- Information supplied -
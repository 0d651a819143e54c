//! Global simulation parameters.
//!
//! Values are held as strings while they are being edited and only become
//! numbers through [`SimulationParameters::validate`], right before a request
//! is assembled.

use std::fmt::{Display, Formatter};
use std::str::FromStr;

use serde::{Deserialize, Serialize};

use crate::error::{Error, Result};

#[derive(Debug, Copy, Clone, Eq, PartialEq, Hash, Ord, PartialOrd, Serialize, Deserialize)]
#[serde(rename_all = "UPPERCASE")]
pub enum ParamKey {
    Vdd,
    Cload,
    Tstep,
    Tstop,
    Temp,
    Tr,
    Tf,
    Pw,
    Per,
}

impl ParamKey {
    pub const ALL: [ParamKey; 9] = [
        ParamKey::Vdd,
        ParamKey::Cload,
        ParamKey::Tstep,
        ParamKey::Tstop,
        ParamKey::Temp,
        ParamKey::Tr,
        ParamKey::Tf,
        ParamKey::Pw,
        ParamKey::Per,
    ];

    pub fn as_str(&self) -> &'static str {
        match self {
            ParamKey::Vdd => "VDD",
            ParamKey::Cload => "CLOAD",
            ParamKey::Tstep => "TSTEP",
            ParamKey::Tstop => "TSTOP",
            ParamKey::Temp => "TEMP",
            ParamKey::Tr => "TR",
            ParamKey::Tf => "TF",
            ParamKey::Pw => "PW",
            ParamKey::Per => "PER",
        }
    }

    /// Keys that must be strictly greater than zero.
    fn must_be_positive(&self) -> bool {
        matches!(self, ParamKey::Tstop | ParamKey::Tstep | ParamKey::Per)
    }

    /// Temperature is the only quantity allowed below zero.
    fn may_be_negative(&self) -> bool {
        matches!(self, ParamKey::Temp)
    }
}

impl Display for ParamKey {
    fn fmt(&self, f: &mut Formatter<'_>) -> std::fmt::Result {
        write!(f, "{}", self.as_str())
    }
}

impl FromStr for ParamKey {
    type Err = String;

    fn from_str(s: &str) -> std::result::Result<Self, Self::Err> {
        ParamKey::ALL
            .into_iter()
            .find(|k| k.as_str().eq_ignore_ascii_case(s.trim()))
            .ok_or_else(|| format!("unknown parameter {s:?}"))
    }
}

/// A named bundle of pulse timing defaults.
#[derive(Debug, Copy, Clone, Eq, PartialEq)]
pub struct PulsePreset {
    pub name: &'static str,
    pub tr: &'static str,
    pub tf: &'static str,
    pub pw: &'static str,
    pub per: &'static str,
}

pub const PULSE_PRESETS: [PulsePreset; 4] = [
    PulsePreset {
        name: "Standard",
        tr: "1e-11",
        tf: "1e-11",
        pw: "5e-10",
        per: "1e-9",
    },
    PulsePreset {
        name: "Slow IO",
        tr: "5e-11",
        tf: "5e-11",
        pw: "1e-9",
        per: "2e-9",
    },
    PulsePreset {
        name: "Fast IO",
        tr: "5e-12",
        tf: "5e-12",
        pw: "2.5e-10",
        per: "5e-10",
    },
    PulsePreset {
        name: "Ultra",
        tr: "1e-12",
        tf: "1e-12",
        pw: "1e-10",
        per: "2e-10",
    },
];

impl PulsePreset {
    #[inline]
    pub fn standard() -> &'static PulsePreset {
        &PULSE_PRESETS[0]
    }

    /// Looks up a preset by name, ignoring case.
    pub fn by_name(name: &str) -> Result<&'static PulsePreset> {
        PULSE_PRESETS
            .iter()
            .find(|p| p.name.eq_ignore_ascii_case(name.trim()))
            .ok_or_else(|| Error::UnknownPreset(name.to_string()))
    }
}

#[derive(Debug, Clone, Eq, PartialEq, Serialize, Deserialize)]
#[serde(default)]
pub struct SimulationParameters {
    #[serde(rename = "VDD")]
    pub vdd: String,
    #[serde(rename = "CLOAD")]
    pub cload: String,
    #[serde(rename = "TSTEP")]
    pub tstep: String,
    #[serde(rename = "TSTOP")]
    pub tstop: String,
    #[serde(rename = "TEMP")]
    pub temp: String,
    #[serde(rename = "TR")]
    pub tr: String,
    #[serde(rename = "TF")]
    pub tf: String,
    #[serde(rename = "PW")]
    pub pw: String,
    #[serde(rename = "PER")]
    pub per: String,
}

impl Default for SimulationParameters {
    fn default() -> Self {
        let preset = PulsePreset::standard();
        Self {
            vdd: "1.2".to_string(),
            cload: "5e-15".to_string(),
            tstep: "1e-12".to_string(),
            tstop: "3e-9".to_string(),
            temp: "25".to_string(),
            tr: preset.tr.to_string(),
            tf: preset.tf.to_string(),
            pw: preset.pw.to_string(),
            per: preset.per.to_string(),
        }
    }
}

impl SimulationParameters {
    pub fn get(&self, key: ParamKey) -> &str {
        match key {
            ParamKey::Vdd => &self.vdd,
            ParamKey::Cload => &self.cload,
            ParamKey::Tstep => &self.tstep,
            ParamKey::Tstop => &self.tstop,
            ParamKey::Temp => &self.temp,
            ParamKey::Tr => &self.tr,
            ParamKey::Tf => &self.tf,
            ParamKey::Pw => &self.pw,
            ParamKey::Per => &self.per,
        }
    }

    fn slot(&mut self, key: ParamKey) -> &mut String {
        match key {
            ParamKey::Vdd => &mut self.vdd,
            ParamKey::Cload => &mut self.cload,
            ParamKey::Tstep => &mut self.tstep,
            ParamKey::Tstop => &mut self.tstop,
            ParamKey::Temp => &mut self.temp,
            ParamKey::Tr => &mut self.tr,
            ParamKey::Tf => &mut self.tf,
            ParamKey::Pw => &mut self.pw,
            ParamKey::Per => &mut self.per,
        }
    }

    /// Stores `value` verbatim. Returns `true` if the stored text changed.
    pub fn set(&mut self, key: ParamKey, value: impl Into<String>) -> bool {
        let value = value.into();
        let slot = self.slot(key);
        if *slot == value {
            return false;
        }
        *slot = value;
        true
    }

    /// Overwrites the pulse timing fields with those of `preset`.
    pub fn apply_preset(&mut self, preset: &PulsePreset) -> bool {
        let mut changed = self.set(ParamKey::Tr, preset.tr);
        changed |= self.set(ParamKey::Tf, preset.tf);
        changed |= self.set(ParamKey::Pw, preset.pw);
        changed |= self.set(ParamKey::Per, preset.per);
        changed
    }

    pub fn iter(&self) -> impl Iterator<Item = (ParamKey, &str)> + '_ {
        ParamKey::ALL.into_iter().map(move |k| (k, self.get(k)))
    }

    /// Parses every field, rejecting values the backend must never see.
    pub fn validate(&self) -> Result<NumericParams> {
        let num = |key: ParamKey| parse_param(key, self.get(key));
        Ok(NumericParams {
            vdd: num(ParamKey::Vdd)?,
            cload: num(ParamKey::Cload)?,
            tstep: num(ParamKey::Tstep)?,
            tstop: num(ParamKey::Tstop)?,
            temp: num(ParamKey::Temp)?,
            tr: num(ParamKey::Tr)?,
            tf: num(ParamKey::Tf)?,
            pw: num(ParamKey::Pw)?,
            per: num(ParamKey::Per)?,
        })
    }
}

fn parse_param(key: ParamKey, value: &str) -> Result<f64> {
    let x = value
        .trim()
        .parse::<f64>()
        .map_err(|_| Error::invalid_param(key, value, "not a number"))?;
    if !x.is_finite() {
        return Err(Error::invalid_param(key, value, "must be finite"));
    }
    if x < 0.0 && !key.may_be_negative() {
        return Err(Error::invalid_param(key, value, "must not be negative"));
    }
    if x <= 0.0 && key.must_be_positive() {
        return Err(Error::invalid_param(key, value, "must be greater than zero"));
    }
    Ok(x)
}

/// Validated numeric form of [`SimulationParameters`], as sent on the wire.
#[derive(Debug, Copy, Clone, PartialEq, Serialize, Deserialize)]
pub struct NumericParams {
    #[serde(rename = "VDD")]
    pub vdd: f64,
    #[serde(rename = "CLOAD")]
    pub cload: f64,
    #[serde(rename = "TSTEP")]
    pub tstep: f64,
    #[serde(rename = "TSTOP")]
    pub tstop: f64,
    #[serde(rename = "TEMP")]
    pub temp: f64,
    #[serde(rename = "TR")]
    pub tr: f64,
    #[serde(rename = "TF")]
    pub tf: f64,
    #[serde(rename = "PW")]
    pub pw: f64,
    #[serde(rename = "PER")]
    pub per: f64,
}

impl NumericParams {
    /// Non-fatal inconsistencies the backend silently corrects.
    pub fn advisories(&self) -> Vec<String> {
        let mut out = Vec::new();
        if self.per < self.pw {
            out.push(format!(
                "pulse period {} is shorter than pulse width {}",
                self.per, self.pw
            ));
        }
        // Relative slack so that e.g. 3e-9 against 1e-9 does not trip on rounding.
        if self.tstop < 3.0 * self.per * (1.0 - 1e-9) {
            out.push(format!(
                "stop time {} covers fewer than three pulse periods ({})",
                self.tstop, self.per
            ));
        }
        out
    }
}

- Action item -
Copy every line above that holds the word "true".

- Answer to this task -
    /// Stores `value` verbatim. Returns `true` if the stored text changed.
        true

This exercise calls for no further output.